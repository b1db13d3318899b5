//! Comments sidebar: issues grouped by referenced file.
//!
//! Group order and in-group order come straight from the annotation index:
//! the current file first, other files alphabetically, unreferenced issues in
//! the trailing "other" group.

use ratatui::{
    Frame,
    layout::{Constraint, Layout, Rect},
    style::{Modifier, Style},
    text::{Line, Span},
    widgets::{List, ListItem, Paragraph, Wrap},
};

use crate::app::{AppState, PanelFocus, SidebarRow};
use crate::theme::Theme;
use crate::ui::layout::{inner_rect, panel_block};

/// Renders the sidebar and records where its list landed for mouse hits.
pub fn render_sidebar(
    frame: &mut Frame,
    area: Rect,
    focus: PanelFocus,
    state: &mut AppState,
    theme: &Theme,
) {
    let count = state.index.annotation_count();
    let title = if state.enabled && count > 0 {
        format!("Comments ({count})")
    } else {
        "Comments".to_owned()
    };
    frame.render_widget(panel_block(&title, focus == PanelFocus::Sidebar, theme), area);
    let inner = inner_rect(area);

    if !state.enabled {
        state.sidebar_list_area = Rect::default();
        frame.render_widget(
            Paragraph::new(Line::styled(
                "Annotations are off. Press e to turn them on.",
                Style::default().fg(theme.muted),
            ))
            .wrap(Wrap { trim: true }),
            inner,
        );
        return;
    }

    let list_area = match &state.fetch_error {
        Some(err) => {
            let [banner, rest] =
                inner.layout(&Layout::vertical([Constraint::Length(2), Constraint::Fill(1)]));
            frame.render_widget(
                Paragraph::new(Line::styled(err.as_str(), Style::default().fg(theme.error)))
                    .wrap(Wrap { trim: true }),
                banner,
            );
            rest
        }
        None => inner,
    };
    state.sidebar_list_area = list_area;

    if state.sidebar_rows.is_empty() {
        let msg = if state.issues_loading { "Loading issues…" } else { "No open issues" };
        frame.render_widget(
            Paragraph::new(Line::styled(msg, Style::default().fg(theme.muted))),
            list_area,
        );
        return;
    }

    let items: Vec<ListItem> = state
        .sidebar_rows
        .iter()
        .map(|&row| row_item(state, row, theme))
        .collect();
    let list = List::new(items)
        .highlight_style(Style::default().fg(theme.border_active).add_modifier(Modifier::REVERSED));

    frame.render_stateful_widget(list, list_area, &mut state.sidebar_state);
}

fn row_item(state: &AppState, row: SidebarRow, theme: &Theme) -> ListItem<'static> {
    match row {
        SidebarRow::Header { group } => {
            let group = &state.index.groups[group];
            ListItem::new(Line::from(vec![
                Span::styled(
                    group.key.as_str().to_owned(),
                    Style::default().fg(theme.group_header).add_modifier(Modifier::BOLD),
                ),
                Span::styled(
                    format!(" ({})", group.annotations.len()),
                    Style::default().fg(theme.muted),
                ),
            ]))
        }
        SidebarRow::Item { .. } => {
            let Some(annotation) = state.annotation_for(row) else {
                return ListItem::new(Line::raw(""));
            };
            let mut spans = vec![
                Span::styled(
                    format!("  #{} ", annotation.issue.number),
                    Style::default().fg(theme.issue_number),
                ),
                Span::raw(annotation.issue.title.clone()),
            ];
            if let Some(r) = &annotation.reference {
                let range = if r.is_single_line() {
                    format!("  L{}", r.start_line)
                } else {
                    format!("  L{}-{}", r.start_line, r.end_line)
                };
                spans.push(Span::styled(range, Style::default().fg(theme.muted)));
            }
            ListItem::new(Line::from(spans))
        }
    }
}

■ ■ ■ ■ ■ ■ ■

| Task statement |
Select every line above that contains the word "Modifier", and copy it.

| Exercise result |
    style::{Modifier, Style},
        .highlight_style(Style::default().fg(theme.border_active).add_modifier(Modifier::REVERSED));
                    Style::default().fg(theme.group_header).add_modifier(Modifier::BOLD),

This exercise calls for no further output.